These aren’t mere technicalities. Legally flawed decisions get overturned in court, costing taxpayer money and eliminating local input. Violating due process exposes Wilton to lawsuits and can invalidate years of work.

Planning and Zoning is arguably Wilton’s most technical board. It requires working knowledge of land use law, state statutes, constitutional due process and municipal finance. Commission members must make difficult decisions that balance competing interests within legal constraints.

Wilton has been built by those who respected both community input and legal process. We face increasing pressure from state-level mandates on local zoning. The commission has been proactive, planning for inevitable development on our terms rather than accepting state-imposed solutions.

This requires commissioners who understand the legal framework within which we operate — not those who dismiss attorney guidance as inconvenient or promise solutions that sound appealing but are legally impossible.

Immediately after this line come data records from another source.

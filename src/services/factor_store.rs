use crate::constants::INDEX_HEADER;
use crate::error::{Error, Result};
use crate::models::{FactorSeries, Frequency};
use crate::utils::{format_value, parse_timestamp, parse_value, write_csv_atomic};
use std::path::Path;
use tracing::debug;

/// Load a factor file, or an empty series with `columns` if it does not exist
///
/// Columns are matched by header name, so a file written with a different
/// column order still loads into the expected layout.
pub fn load_factor_csv(path: &Path, columns: &[&str]) -> Result<FactorSeries> {
    let mut series = FactorSeries::new(columns);
    if !path.exists() {
        debug!(path = %path.display(), "No factor file yet, starting empty");
        return Ok(series);
    }

    let mut reader = csv::ReaderBuilder::new()
        .flexible(true)
        .from_path(path)
        .map_err(|e| Error::Io(format!("Failed to open {}: {}", path.display(), e)))?;

    let headers = reader.headers()?.clone();
    let indices = columns
        .iter()
        .map(|name| {
            headers.iter().position(|h| h.trim() == *name).ok_or_else(|| {
                Error::Parse(format!("Missing factor column '{}' in {}", name, path.display()))
            })
        })
        .collect::<Result<Vec<usize>>>()?;

    for result in reader.records() {
        let record = result.map_err(|e| {
            Error::Parse(format!("CSV parse error in {}: {}", path.display(), e))
        })?;

        let time = parse_timestamp(record.get(0).unwrap_or(""))?;
        let values = indices
            .iter()
            .map(|&idx| parse_value(record.get(idx).unwrap_or("")))
            .collect::<Result<Vec<f64>>>()?;

        series.push(time, values).map_err(|e| {
            Error::Parse(format!("Corrupt factor file {}: {}", path.display(), e))
        })?;
    }

    debug!(path = %path.display(), rows = series.len(), "Loaded factor file");
    Ok(series)
}

/// Overwrite a factor file with the whole series, atomically
pub fn save_factor_csv(path: &Path, series: &FactorSeries, frequency: Frequency) -> Result<()> {
    write_csv_atomic(path, |writer| {
        let mut header = vec![INDEX_HEADER.to_string()];
        header.extend(series.columns().iter().cloned());
        writer.write_record(&header)?;

        for row in series.rows() {
            let mut record = Vec::with_capacity(row.values.len() + 1);
            record.push(frequency.format_time(&row.time));
            record.extend(row.values.iter().map(|v| format_value(*v)));
            writer.write_record(&record)?;
        }
        Ok(())
    })?;

    debug!(path = %path.display(), rows = series.len(), "Saved factor file");
    Ok(())
}
use crate::models::Frequency;
use crate::utils::deduplication::filter_duplicate_bars;
use chrono::NaiveDateTime;
use serde::{Deserialize, Serialize};

/// One OHLC(V) observation
#[derive(Debug, Clone, PartialEq, Serialize, Deserialize)]
pub struct Bar {
    /// Exchange-local timestamp (daily bars sit on midnight)
    pub time: NaiveDateTime,

    pub open: f64,
    pub high: f64,
    pub low: f64,
    pub close: f64,

    /// Not every source reports volume
    #[serde(skip_serializing_if = "Option::is_none")]
    pub volume: Option<f64>,
}

impl Bar {
    /// Create a bar without volume
    pub fn new(time: NaiveDateTime, open: f64, high: f64, low: f64, close: f64) -> Self {
        Self {
            time,
            open,
            high,
            low,
            close,
            volume: None,
        }
    }

    pub fn with_volume(mut self, volume: f64) -> Self {
        self.volume = Some(volume);
        self
    }

    /// High minus low
    pub fn range(&self) -> f64 {
        self.high - self.low
    }
}

/// Time-ordered bars for one instrument
///
/// Timestamps are strictly increasing. Construction sorts and drops
/// duplicate timestamps, keeping the last occurrence.
#[derive(Debug, Clone, Default, PartialEq)]
pub struct PriceSeries {
    bars: Vec<Bar>,
}

impl PriceSeries {
    pub fn new() -> Self {
        Self::default()
    }

    pub fn from_bars(bars: Vec<Bar>, frequency: Frequency) -> Self {
        Self {
            bars: filter_duplicate_bars(bars, frequency),
        }
    }

    pub fn bars(&self) -> &[Bar] {
        &self.bars
    }

    pub fn len(&self) -> usize {
        self.bars.len()
    }

    pub fn is_empty(&self) -> bool {
        self.bars.is_empty()
    }

    pub fn first_time(&self) -> Option<NaiveDateTime> {
        self.bars.first().map(|b| b.time)
    }

    pub fn last_time(&self) -> Option<NaiveDateTime> {
        self.bars.last().map(|b| b.time)
    }

    /// Position of an exact timestamp
    pub fn position(&self, time: &NaiveDateTime) -> Option<usize> {
        self.bars.binary_search_by(|b| b.time.cmp(time)).ok()
    }

    /// Index of the first bar strictly after `time`
    pub fn index_after(&self, time: &NaiveDateTime) -> usize {
        self.bars.partition_point(|b| b.time <= *time)
    }

    /// Timestamps from `start` to the end
    pub fn times_from(&self, start: usize) -> Vec<NaiveDateTime> {
        self.bars
            .get(start..)
            .map(|bars| bars.iter().map(|b| b.time).collect())
            .unwrap_or_default()
    }

    pub fn closes(&self) -> Vec<f64> {
        self.bars.iter().map(|b| b.close).collect()
    }

    /// Whether any bar carries a volume
    pub fn has_volume(&self) -> bool {
        self.bars.iter().any(|b| b.volume.is_some())
    }
}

Questions for Voters to Ask

I encourage voters to ask candidates:

  • How will you navigate quasi-judicial due process requirements?
  • What is your understanding of key Connecticut land use statutes?
  • How would you balance community preferences with legal constraints?
  • How would you protect Wilton’s local control while respecting applicants’ constitutional rights?

Wilton’s future depends on commissioners who understand that protecting our town’s character requires more than good intentions — it demands working knowledge of the law, respect for due process, and the discipline to make difficult decisions within legal constraints. The stakes are too high for on-the-job learning. Our community deserves leaders who will safeguard local control through sound legal practices while faithfully executing the strategic vision our residents approved.

Rick Tomasetti
Chairman
Wilton Planning and Zoning Commission

Detailed legal citations and planning documents available upon request.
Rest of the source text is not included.